Benjamin Gomez-Navarro,

Background

A high incidence of CKD in Mexico, affects a significant number of young patients. Chemokines CXCL9, CXCL10 and CXCL11 may be sensitive markers of rejection or infection. Variability in the genetic background of populations is relevant. The clinical implications of these differences suggest the need to study other traits, including the influence of inflammatory processes in CKD Mestizos.Here, we explore how pre-transplant serum levels of CXCL9, CXCL10 and CXCL11 influence kidney grafts at 3 months after transplantation.

Methods

Retrospective study; 57 kidney receptors and 19 donors. Serum base levels of CXCL9, CXCL10 and CXCL11 were measured (Luminex 200). Other data were obtained from clinical charts. Correlations and mean comparisons were used to identify possible associations of chemokine levels with several conditions at 3 months.

Results

All chemokine levels were different between receptors and donors (CXCL9: 992.04 pg/mL vs 301.78 pg mL; CXCL10: 37.83 pg/mL vs 30.54 pg/mL; CXCL11: 333.98 pg/ml vs 23.78 pg/mL, respectively; p< 0.05).
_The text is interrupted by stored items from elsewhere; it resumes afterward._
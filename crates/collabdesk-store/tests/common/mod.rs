use chrono::NaiveDate;
use collabdesk_core::{
    CampaignStatus, CampaignType, EntityId, InfluencerStatus, NewBrand, NewCampaign,
    NewInfluencer, PaymentStatus, Platform,
};
use rust_decimal::Decimal;

pub fn sarah() -> NewInfluencer {
    NewInfluencer {
        name: "Sarah".to_string(),
        username: "@sarah".to_string(),
        email: "sarah@example.com".to_string(),
        phone: "+1 555 0100".to_string(),
        platform: Platform::Instagram,
        followers: 125_000,
        engagement_rate: 4.2,
        category: "Fitness".to_string(),
        location: "Los Angeles".to_string(),
        status: InfluencerStatus::Active,
        profile_image: "https://example.com/sarah.jpg".to_string(),
    }
}

pub fn brand(name: &str, owner: &str) -> NewBrand {
    NewBrand {
        name: name.to_string(),
        owner_name: owner.to_string(),
        email: "owner@example.com".to_string(),
        phone: "+1 555 0199".to_string(),
        industry: "Sportswear".to_string(),
        logo: "https://example.com/logo.png".to_string(),
    }
}

pub fn campaign(influencer_id: EntityId, brand_id: EntityId) -> NewCampaign {
    NewCampaign {
        influencer_id,
        brand_id,
        name: "Spring Launch".to_string(),
        amount: Decimal::new(11_000, 0),
        shoot_date: NaiveDate::from_ymd_opt(2024, 7, 1).expect("valid date"),
        notes: None,
        approved: false,
        post_link: None,
        paid_amount: Decimal::ZERO,
        paid_date: None,
        status: CampaignStatus::Draft,
        campaign_type: CampaignType::Paid,
        payment_status: PaymentStatus::Pending,
    }
}
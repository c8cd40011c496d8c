//! HTTP client for the collabdesk server.
//!
//! [`ApiClient`] implements [`EntityService`] for influencers, brands and
//! campaigns, so the page controllers run against a remote server exactly as
//! they do against an in-process store. HTTP failures are mapped back onto
//! [`ServiceError`]: 404 → `NotFound`, 400 and 422 → `Validation`, 409 →
//! `DanglingReference`, connection failures and 5xx → `Unavailable`, and
//! request timeouts → `Timeout`.

use std::time::Duration;

use async_trait::async_trait;
use collabdesk_core::{
    Brand, Campaign, DashboardSummary, Entity, EntityId, EntityKind, EntityService, Influencer,
    Notification, ServiceError, ValidationErrors,
};
use reqwest::{Client, Method, RequestBuilder, Response, StatusCode, Url};
use serde::{de::DeserializeOwned, Deserialize, Serialize};

use crate::error::ClientError;

/// An entity kind with a collection under `/api/v1/`.
pub trait Resource: Entity {
    const PATH: &'static str;
}

impl Resource for Influencer {
    const PATH: &'static str = "influencers";
}

impl Resource for Brand {
    const PATH: &'static str = "brands";
}

impl Resource for Campaign {
    const PATH: &'static str = "campaigns";
}

#[derive(Debug, Deserialize)]
struct Envelope<T> {
    data: T,
}

#[derive(Debug, Default, Deserialize)]
struct ErrorEnvelope {
    error: ErrorBody,
}

#[derive(Debug, Default, Deserialize)]
struct ErrorBody {
    #[serde(default)]
    message: String,
    #[serde(default)]
    fields: Option<ValidationErrors>,
}

#[derive(Debug, Clone, Deserialize)]
#[serde(rename_all = "camelCase")]
pub struct NotificationFeed {
    pub items: Vec<Notification>,
    pub unread_count: usize,
}

#[derive(Debug, Deserialize)]
struct MarkedRead {
    changed: usize,
}

/// What a failed request was addressing, for `NotFound` errors.
#[derive(Debug, Clone, Copy)]
struct Target {
    kind: EntityKind,
    id: EntityId,
}

#[derive(Debug, Clone)]
pub struct ApiClient {
    client: Client,
    base_url: Url,
}

impl ApiClient {
    /// # Errors
    ///
    /// Returns [`ClientError::InvalidBaseUrl`] if `base_url` does not parse,
    /// or [`ClientError::Http`] if the HTTP client cannot be built.
    pub fn new(base_url: &str, timeout_secs: u64) -> Result<Self, ClientError> {
        let client = Client::builder()
            .timeout(Duration::from_secs(timeout_secs))
            .connect_timeout(Duration::from_secs(timeout_secs.min(10)))
            .user_agent(concat!("collabdesk-cli/", env!("CARGO_PKG_VERSION")))
            .build()?;

        let normalised = format!("{}/", base_url.trim_end_matches('/'));
        let base_url = Url::parse(&normalised).map_err(|e| ClientError::InvalidBaseUrl {
            url: base_url.to_string(),
            reason: e.to_string(),
        })?;

        Ok(Self { client, base_url })
    }

    pub fn base_url(&self) -> &Url {
        &self.base_url
    }

    fn request(&self, method: Method, path: &str) -> Result<RequestBuilder, ServiceError> {
        let url = self
            .base_url
            .join(&format!("api/v1/{path}"))
            .map_err(|e| ServiceError::Unavailable(format!("invalid request path '{path}': {e}")))?;
        Ok(self.client.request(method, url))
    }

    async fn send(
        &self,
        builder: RequestBuilder,
        target: Option<Target>,
    ) -> Result<Response, ServiceError> {
        let response = builder.send().await.map_err(map_transport_error)?;
        if response.status().is_success() {
            return Ok(response);
        }
        Err(map_status_error(response, target).await)
    }

    async fn fetch<T: DeserializeOwned>(
        &self,
        builder: RequestBuilder,
        target: Option<Target>,
    ) -> Result<T, ServiceError> {
        let response = self.send(builder, target).await?;
        let envelope: Envelope<T> = response.json().await.map_err(|e| {
            ServiceError::Unavailable(format!("unexpected response body: {e}"))
        })?;
        Ok(envelope.data)
    }

    /// # Errors
    ///
    /// Returns [`ServiceError`] if the request fails.
    pub async fn dashboard(&self) -> Result<DashboardSummary, ServiceError> {
        self.fetch(self.request(Method::GET, "dashboard")?, None).await
    }

    /// # Errors
    ///
    /// Returns [`ServiceError`] if the request fails.
    pub async fn notifications(&self) -> Result<NotificationFeed, ServiceError> {
        self.fetch(self.request(Method::GET, "notifications")?, None)
            .await
    }

    /// # Errors
    ///
    /// Returns [`ServiceError::NotFound`] if no notification has `id`.
    pub async fn mark_notification_read(&self, id: EntityId) -> Result<Notification, ServiceError> {
        let builder = self.request(Method::POST, &format!("notifications/{id}/read"))?;
        let target = Target {
            kind: EntityKind::Notification,
            id,
        };
        self.fetch(builder, Some(target)).await
    }

    /// Returns how many notifications changed to read.
    ///
    /// # Errors
    ///
    /// Returns [`ServiceError`] if the request fails.
    pub async fn mark_all_notifications_read(&self) -> Result<usize, ServiceError> {
        let marked: MarkedRead = self
            .fetch(self.request(Method::POST, "notifications/read-all")?, None)
            .await?;
        Ok(marked.changed)
    }
}

#[async_trait]
impl<E> EntityService<E> for ApiClient
where
    E: Resource,
{
    async fn list(&self) -> Result<Vec<E>, ServiceError> {
        self.fetch(self.request(Method::GET, E::PATH)?, None).await
    }

    async fn add(&self, new: E::New) -> Result<E, ServiceError> {
        let builder = self.request(Method::POST, E::PATH)?.json(&new);
        self.fetch(builder, None).await
    }

    async fn update(&self, id: EntityId, patch: E::Patch) -> Result<E, ServiceError> {
        let builder = self
            .request(Method::PATCH, &format!("{}/{id}", E::PATH))?
            .json(&patch);
        self.fetch(builder, Some(Target { kind: E::KIND, id })).await
    }

    async fn delete(&self, id: EntityId) -> Result<(), ServiceError> {
        let builder = self.request(Method::DELETE, &format!("{}/{id}", E::PATH))?;
        self.send(builder, Some(Target { kind: E::KIND, id }))
            .await
            .map(|_| ())
    }
}

fn map_transport_error(error: reqwest::Error) -> ServiceError {
    if error.is_timeout() {
        ServiceError::Timeout
    } else {
        tracing::debug!(error = %error, "request failed before a response");
        ServiceError::Unavailable(error.to_string())
    }
}

async fn map_status_error(response: Response, target: Option<Target>) -> ServiceError {
    let status = response.status();
    let body: ErrorEnvelope = response.json().await.unwrap_or_default();
    let message = if body.error.message.is_empty() {
        status.to_string()
    } else {
        body.error.message
    };

    match status {
        StatusCode::NOT_FOUND => match target {
            Some(Target { kind, id }) => ServiceError::NotFound { kind, id },
            None => ServiceError::Unavailable(message),
        },
        StatusCode::BAD_REQUEST | StatusCode::UNPROCESSABLE_ENTITY => {
            let fields = body.error.fields.unwrap_or_else(|| {
                let mut fields = ValidationErrors::new();
                fields.add("form", message);
                fields
            });
            ServiceError::Validation(fields)
        }
        StatusCode::CONFLICT => parse_dangling_reference(&message)
            .unwrap_or(ServiceError::Unavailable(message)),
        StatusCode::REQUEST_TIMEOUT | StatusCode::GATEWAY_TIMEOUT => ServiceError::Timeout,
        _ => ServiceError::Unavailable(message),
    }
}

/// Recovers `field` and `id` from "`{field} references missing record {id}`".
fn parse_dangling_reference(message: &str) -> Option<ServiceError> {
    let (field, id) = message.split_once(" references missing record ")?;
    let id = id.trim().parse().ok()?;
    Some(ServiceError::DanglingReference {
        field: field.trim().to_string(),
        id,
    })
}

/// Serializes `value` for `--json`-style output.
pub(crate) fn to_pretty_json<T: Serialize>(value: &T) -> String {
    serde_json::to_string_pretty(value).unwrap_or_else(|e| format!("<unprintable: {e}>"))
}
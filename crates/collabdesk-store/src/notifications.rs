//! The notifications feed.
//!
//! Notifications are not edited through the CRUD contract; they are pushed by
//! the store itself (or loaded from seed data) and only ever flipped to read.

use chrono::Utc;
use collabdesk_core::{EntityId, EntityKind, NewNotification, Notification};

use crate::{Store, StoreError};

#[derive(Debug)]
pub(crate) struct NotificationFeed {
    rows: Vec<Notification>,
    next_id: EntityId,
}

impl Default for NotificationFeed {
    fn default() -> Self {
        Self {
            rows: Vec::new(),
            next_id: 1,
        }
    }
}

impl NotificationFeed {
    pub(crate) fn len(&self) -> usize {
        self.rows.len()
    }

    pub(crate) fn push(&mut self, new: NewNotification) -> Notification {
        let notification = Notification {
            id: self.next_id,
            kind: new.kind,
            title: new.title,
            message: new.message,
            read: new.read,
            created_at: new.created_at.unwrap_or_else(Utc::now),
        };
        self.next_id += 1;
        self.rows.push(notification.clone());
        notification
    }
}

impl Store {
    /// Every notification, newest first. Ties keep insertion order.
    pub async fn list_notifications(&self) -> Vec<Notification> {
        self.simulate_latency().await;
        let mut rows = self.notifications.read().await.rows.clone();
        rows.sort_by(|a, b| b.created_at.cmp(&a.created_at));
        rows
    }

    pub async fn unread_notification_count(&self) -> usize {
        self.notifications
            .read()
            .await
            .rows
            .iter()
            .filter(|n| !n.read)
            .count()
    }

    pub(crate) async fn push_notification(&self, new: NewNotification) -> Notification {
        let notification = self.notifications.write().await.push(new);
        tracing::debug!(id = notification.id, kind = %notification.kind, "notification pushed");
        notification
    }

    /// Marking an already-read notification is a no-op that still succeeds.
    ///
    /// # Errors
    ///
    /// Returns [`StoreError::NotFound`] if no notification has `id`.
    pub async fn mark_notification_read(&self, id: EntityId) -> Result<Notification, StoreError> {
        self.simulate_latency().await;
        let mut feed = self.notifications.write().await;
        let row = feed
            .rows
            .iter_mut()
            .find(|n| n.id == id)
            .ok_or(StoreError::NotFound {
                kind: EntityKind::Notification,
                id,
            })?;
        row.read = true;
        Ok(row.clone())
    }

    /// Returns how many notifications changed from unread to read.
    pub async fn mark_all_notifications_read(&self) -> usize {
        self.simulate_latency().await;
        let mut feed = self.notifications.write().await;
        let mut changed = 0;
        for row in feed.rows.iter_mut().filter(|n| !n.read) {
            row.read = true;
            changed += 1;
        }
        if changed > 0 {
            tracing::info!(changed, "marked all notifications read");
        }
        changed
    }
}
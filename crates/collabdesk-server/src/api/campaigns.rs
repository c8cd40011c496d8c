//! Campaign listing, filtered on the resolved influencer and brand names.

use axum::{
    extract::{Query, State},
    Extension, Json,
};
use collabdesk_core::{resolve_campaigns, Campaign, ResolvedCampaign, Searchable};

use crate::middleware::RequestId;

use super::records::SearchParams;
use super::{ApiResponse, AppState};

async fn resolved(state: &AppState, term: &str) -> Vec<ResolvedCampaign> {
    let (campaigns, influencers, brands) = tokio::join!(
        state.store.list_campaigns(),
        state.store.list_influencers(),
        state.store.list_brands(),
    );
    resolve_campaigns(&campaigns, &influencers, &brands)
        .into_iter()
        .filter(|row| row.matches(term))
        .collect()
}

/// GET /api/v1/campaigns?search=: raw campaign records.
pub(super) async fn list_campaigns(
    State(state): State<AppState>,
    Extension(req_id): Extension<RequestId>,
    Query(params): Query<SearchParams>,
) -> Json<ApiResponse<Vec<Campaign>>> {
    let term = params.search.unwrap_or_default();
    let data = resolved(&state, &term)
        .await
        .into_iter()
        .map(|row| row.campaign)
        .collect();
    ApiResponse::new(data, req_id)
}

/// GET /api/v1/campaigns/overview?search=: campaigns with display names.
pub(super) async fn campaign_overview(
    State(state): State<AppState>,
    Extension(req_id): Extension<RequestId>,
    Query(params): Query<SearchParams>,
) -> Json<ApiResponse<Vec<ResolvedCampaign>>> {
    let term = params.search.unwrap_or_default();
    ApiResponse::new(resolved(&state, &term).await, req_id)
}
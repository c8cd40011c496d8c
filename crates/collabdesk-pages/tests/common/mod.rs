#![allow(dead_code)]

use std::sync::atomic::{AtomicBool, Ordering};
use std::sync::Arc;

use async_trait::async_trait;
use chrono::NaiveDate;
use collabdesk_core::{
    Brand, BrandPatch, CampaignStatus, CampaignType, EntityId, EntityService, InfluencerStatus,
    NewBrand, NewCampaign, NewInfluencer, PaymentStatus, Platform, ServiceError,
};
use collabdesk_store::Store;
use rust_decimal::Decimal;

pub fn influencer(name: &str, category: &str) -> NewInfluencer {
    NewInfluencer {
        name: name.to_string(),
        username: format!("@{}", name.to_lowercase()),
        email: "someone@example.com".to_string(),
        phone: "+1 555 0100".to_string(),
        platform: Platform::Instagram,
        followers: 125_000,
        engagement_rate: 4.2,
        category: category.to_string(),
        location: "Los Angeles".to_string(),
        status: InfluencerStatus::Active,
        profile_image: "https://example.com/p.jpg".to_string(),
    }
}

pub fn brand(name: &str, owner: &str) -> NewBrand {
    NewBrand {
        name: name.to_string(),
        owner_name: owner.to_string(),
        email: "owner@example.com".to_string(),
        phone: "+1 555 0199".to_string(),
        industry: "Sportswear".to_string(),
        logo: "https://example.com/logo.png".to_string(),
    }
}

pub fn campaign(influencer_id: EntityId, brand_id: EntityId) -> NewCampaign {
    NewCampaign {
        influencer_id,
        brand_id,
        name: "Spring Launch".to_string(),
        amount: Decimal::new(11_000, 0),
        shoot_date: NaiveDate::from_ymd_opt(2024, 7, 1).expect("valid date"),
        notes: None,
        approved: false,
        post_link: None,
        paid_amount: Decimal::ZERO,
        paid_date: None,
        status: CampaignStatus::Draft,
        campaign_type: CampaignType::Paid,
        payment_status: PaymentStatus::Pending,
    }
}

/// Brand service over a real store that can be switched to fail every call.
pub struct Flaky {
    pub store: Arc<Store>,
    failing: AtomicBool,
}

impl Flaky {
    pub fn new(store: Arc<Store>) -> Self {
        Self {
            store,
            failing: AtomicBool::new(false),
        }
    }

    pub fn fail(&self, on: bool) {
        self.failing.store(on, Ordering::SeqCst);
    }

    fn check(&self) -> Result<(), ServiceError> {
        if self.failing.load(Ordering::SeqCst) {
            Err(ServiceError::Unavailable("backend offline".to_string()))
        } else {
            Ok(())
        }
    }
}

#[async_trait]
impl EntityService<Brand> for Flaky {
    async fn list(&self) -> Result<Vec<Brand>, ServiceError> {
        self.check()?;
        EntityService::<Brand>::list(&self.store).await
    }

    async fn add(&self, new: NewBrand) -> Result<Brand, ServiceError> {
        self.check()?;
        EntityService::<Brand>::add(&self.store, new).await
    }

    async fn update(&self, id: EntityId, patch: BrandPatch) -> Result<Brand, ServiceError> {
        self.check()?;
        EntityService::<Brand>::update(&self.store, id, patch).await
    }

    async fn delete(&self, id: EntityId) -> Result<(), ServiceError> {
        self.check()?;
        EntityService::<Brand>::delete(&self.store, id).await
    }
}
A negative correlation was identified between base creatinine and CXCL11 (r=-0.268, p=0.043), CXCL10 (r=-0.257, p=0.054), as well as time on dyalisis (r=0.329, p=0.019). CXCL9 was different between sexes (969.22 pg/ml male vs 433.57 pg/ml female; p=0.045). Receptors younger than 25 years had higher CXCL9 values (1282.91 pg/ml <25 y, vs 660.36 pg/ml ≥25 y, p=0.044). Other differences included pre-transplant type of dialysis (CXCL9 1643.95 pg/ml PD, vs 563.16 pg/ml HD, p=0.048). Preemptive patients had lower CXCL10 (23.41 pg/ml no dialysis vs 37 pg/ml peritoneal vs 41.29 pg/ml hemodyalisis; p=0.009). No associations were found between chemokines and infections at 3 months, but were found with calcineurin inhibitor toxicity (CXCL9: 1842.79 pg/ml toxicity vs 892.45 pg/ml no toxicity; p=0.049).

Conclusion

CKD patients have elevated chemokine serum levels, which associate with age, are reduced after transplantation, and correlate with creatinine. Type and time on dialysis may contribute to high chemokine levels, which may influence graft dysfunctions. Young Mexicans had a predisposition for higher chemokine production.